> [The problem]: For the data below, give again exactly the lines from the one containing "stream, the format" through the one containing "let mut docs", both ends included, and no others.

* * * * *

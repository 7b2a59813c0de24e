use sea_orm::{DatabaseConnection, EntityTrait, Set, SqlErr};
use tracing::debug;

use super::dto::{join_runs_on, MonitorRequest, MonitorResponse};
use super::entity::monitor;
use crate::utils::error::AppError;

pub struct MonitorService;

impl MonitorService {
    /// Insert a new monitor. A duplicate `(name, plugin)` key is a
    /// conflict, not a silent overwrite.
    pub async fn create(db: &DatabaseConnection, req: &MonitorRequest) -> Result<(), AppError> {
        let active = monitor::ActiveModel {
            name: Set(req.name.clone()),
            plugin: Set(req.plugin.clone()),
            enabled: Set(req.enabled),
            frequency: Set(req.frequency),
            runs_on: Set(join_runs_on(&req.runs_on)),
            params: Set(req.params.clone()),
        };

        match monitor::Entity::insert(active).exec_without_returning(db).await {
            Ok(_) => {
                debug!("Monitor '{}/{}' created", req.plugin, req.name);
                Ok(())
            }
            Err(e) => match e.sql_err() {
                Some(SqlErr::UniqueConstraintViolation(_)) => Err(AppError::conflict(format!(
                    "monitor '{}/{}' already exists",
                    req.plugin, req.name
                ))),
                _ => Err(e.into()),
            },
        }
    }

    pub async fn find(
        db: &DatabaseConnection,
        plugin: &str,
        name: &str,
    ) -> Result<Option<monitor::Model>, AppError> {
        // Key tuple order follows the primary key definition (name, plugin)
        let model = monitor::Entity::find_by_id((name.to_owned(), plugin.to_owned()))
            .one(db)
            .await?;

        Ok(model)
    }

    pub async fn list(db: &DatabaseConnection) -> Result<Vec<monitor::Model>, AppError> {
        let models = monitor::Entity::find().all(db).await?;

        Ok(models)
    }

    /// Update the mutable attributes of one monitor, addressed by its key.
    /// Callers must check existence first for a templated 404.
    pub async fn update(
        db: &DatabaseConnection,
        plugin: &str,
        name: &str,
        req: &MonitorRequest,
    ) -> Result<monitor::Model, AppError> {
        let active = monitor::ActiveModel {
            name: Set(name.to_owned()),
            plugin: Set(plugin.to_owned()),
            enabled: Set(req.enabled),
            frequency: Set(req.frequency),
            runs_on: Set(join_runs_on(&req.runs_on)),
            params: Set(req.params.clone()),
        };

        let updated = monitor::Entity::update(active).exec(db).await?;

        Ok(updated)
    }

    /// Returns false when no row matched the key.
    pub async fn remove(
        db: &DatabaseConnection,
        plugin: &str,
        name: &str,
    ) -> Result<bool, AppError> {
        let result = monitor::Entity::delete_by_id((name.to_owned(), plugin.to_owned()))
            .exec(db)
            .await?;

        Ok(result.rows_affected > 0)
    }

    /// Render all monitors as a multi-document YAML stream, the format
    /// the collector agents consume.
    pub async fn dump_config(db: &DatabaseConnection) -> Result<String, AppError> {
        let monitors = Self::list(db).await?;

        let mut docs = Vec::with_capacity(monitors.len());
        for model in monitors {
            let doc = serde_yaml::to_string(&MonitorResponse::from(model))
                .map_err(|e| AppError::internal_error(format!("config dump failed: {}", e)))?;
            docs.push(doc);
        }

        Ok(docs.join("---\n"))
    }
}
use axum::{
    extract::{rejection::JsonRejection, Path, State},
    http::{header, StatusCode},
    response::IntoResponse,
    Json,
};
use validator::Validate;

use super::dto::{MonitorRequest, MonitorResponse};
use super::service::MonitorService;
use crate::state::AppState;
use crate::utils::error::AppError;
use crate::utils::DeleteResponse;

/// List all monitor definitions.
#[utoipa::path(
    get,
    path = "/api/monitors",
    responses(
        (status = 200, description = "All monitors", body = [MonitorResponse])
    ),
    tag = "Monitors"
)]
pub async fn list_monitors(
    State(state): State<AppState>,
) -> Result<Json<Vec<MonitorResponse>>, AppError> {
    let monitors = MonitorService::list(&state.db).await?;

    Ok(Json(monitors.into_iter().map(Into::into).collect()))
}

/// Read a single monitor by plugin and name.
#[utoipa::path(
    get,
    path = "/api/monitors/{plugin}/{name}",
    params(
        ("plugin" = String, Path, description = "Plugin the monitor is bound to"),
        ("name" = String, Path, description = "Monitor name")
    ),
    responses(
        (status = 200, description = "Monitor found", body = MonitorResponse),
        (status = 404, description = "No such monitor", body = ErrorResponse)
    ),
    tag = "Monitors"
)]
pub async fn get_monitor(
    State(state): State<AppState>,
    Path((plugin, name)): Path<(String, String)>,
) -> Result<Json<MonitorResponse>, AppError> {
    let monitor = MonitorService::find(&state.db, &plugin, &name)
        .await?
        .ok_or_else(|| AppError::not_found(format!("monitor '{}/{}' not found", plugin, name)))?;

    Ok(Json(monitor.into()))
}

/// Create a new monitor definition.
#[utoipa::path(
    post,
    path = "/api/monitors",
    request_body = MonitorRequest,
    responses(
        (status = 201, description = "Monitor created", body = MonitorResponse),
        (status = 400, description = "Invalid body", body = ErrorResponse),
        (status = 409, description = "Monitor already exists", body = ErrorResponse)
    ),
    tag = "Monitors"
)]
pub async fn create_monitor(
    State(state): State<AppState>,
    payload: Result<Json<MonitorRequest>, JsonRejection>,
) -> Result<(StatusCode, Json<MonitorResponse>), AppError> {
    let Json(req) = payload?;
    req.validate()?;

    MonitorService::create(&state.db, &req).await?;

    let stored = MonitorService::find(&state.db, &req.plugin, &req.name)
        .await?
        .ok_or_else(|| {
            AppError::internal_error(format!(
                "monitor '{}/{}' vanished after insert",
                req.plugin, req.name
            ))
        })?;

    Ok((StatusCode::CREATED, Json(stored.into())))
}

/// Update an existing monitor.
///
/// Name and plugin in the body are overwritten by the path parameters, so
/// a monitor cannot be re-keyed through this route.
#[utoipa::path(
    put,
    path = "/api/monitors/{plugin}/{name}",
    params(
        ("plugin" = String, Path, description = "Plugin the monitor is bound to"),
        ("name" = String, Path, description = "Monitor name")
    ),
    request_body = MonitorRequest,
    responses(
        (status = 200, description = "Stored monitor record", body = MonitorResponse),
        (status = 400, description = "Invalid body", body = ErrorResponse),
        (status = 404, description = "No such monitor", body = ErrorResponse)
    ),
    tag = "Monitors"
)]
pub async fn update_monitor(
    State(state): State<AppState>,
    Path((plugin, name)): Path<(String, String)>,
    payload: Result<Json<MonitorRequest>, JsonRejection>,
) -> Result<Json<MonitorResponse>, AppError> {
    let existing = MonitorService::find(&state.db, &plugin, &name).await?;
    if existing.is_none() {
        return Err(AppError::not_found(format!(
            "monitor '{}/{}' not found",
            plugin, name
        )));
    }

    let Json(mut req) = payload?;
    req.name = name.clone();
    req.plugin = plugin.clone();
    req.validate()?;

    let stored = MonitorService::update(&state.db, &plugin, &name, &req).await?;

    Ok(Json(stored.into()))
}

/// Delete a monitor by plugin and name.
#[utoipa::path(
    delete,
    path = "/api/monitors/{plugin}/{name}",
    params(
        ("plugin" = String, Path, description = "Plugin the monitor is bound to"),
        ("name" = String, Path, description = "Monitor name")
    ),
    responses(
        (status = 200, description = "Deleted", body = DeleteResponse),
        (status = 404, description = "No such monitor", body = ErrorResponse)
    ),
    tag = "Monitors"
)]
pub async fn delete_monitor(
    State(state): State<AppState>,
    Path((plugin, name)): Path<(String, String)>,
) -> Result<Json<DeleteResponse>, AppError> {
    let removed = MonitorService::remove(&state.db, &plugin, &name).await?;
    if !removed {
        return Err(AppError::not_found(format!(
            "monitor '{}/{}' not found",
            plugin, name
        )));
    }

    Ok(Json(DeleteResponse::new(format!(
        "monitor '{}/{}' was deleted successfully",
        plugin, name
    ))))
}

/// Dump every monitor as a multi-document YAML stream.
///
/// This is the config format the collector agents consume.
#[utoipa::path(
    get,
    path = "/api/monitors/config",
    responses(
        (status = 200, description = "YAML monitor configuration", body = String, content_type = "application/x-yaml")
    ),
    tag = "Monitors"
)]
pub async fn dump_config(State(state): State<AppState>) -> Result<impl IntoResponse, AppError> {
    let yaml = MonitorService::dump_config(&state.db).await?;

    Ok(([(header::CONTENT_TYPE, "application/x-yaml")], yaml))
}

* * * * *

> [Answer to this exercise]:
    /// Render all monitors as a multi-document YAML stream, the format
    /// the collector agents consume.
    pub async fn dump_config(db: &DatabaseConnection) -> Result<String, AppError> {
        let monitors = Self::list(db).await?;

        let mut docs = Vec::with_capacity(monitors.len());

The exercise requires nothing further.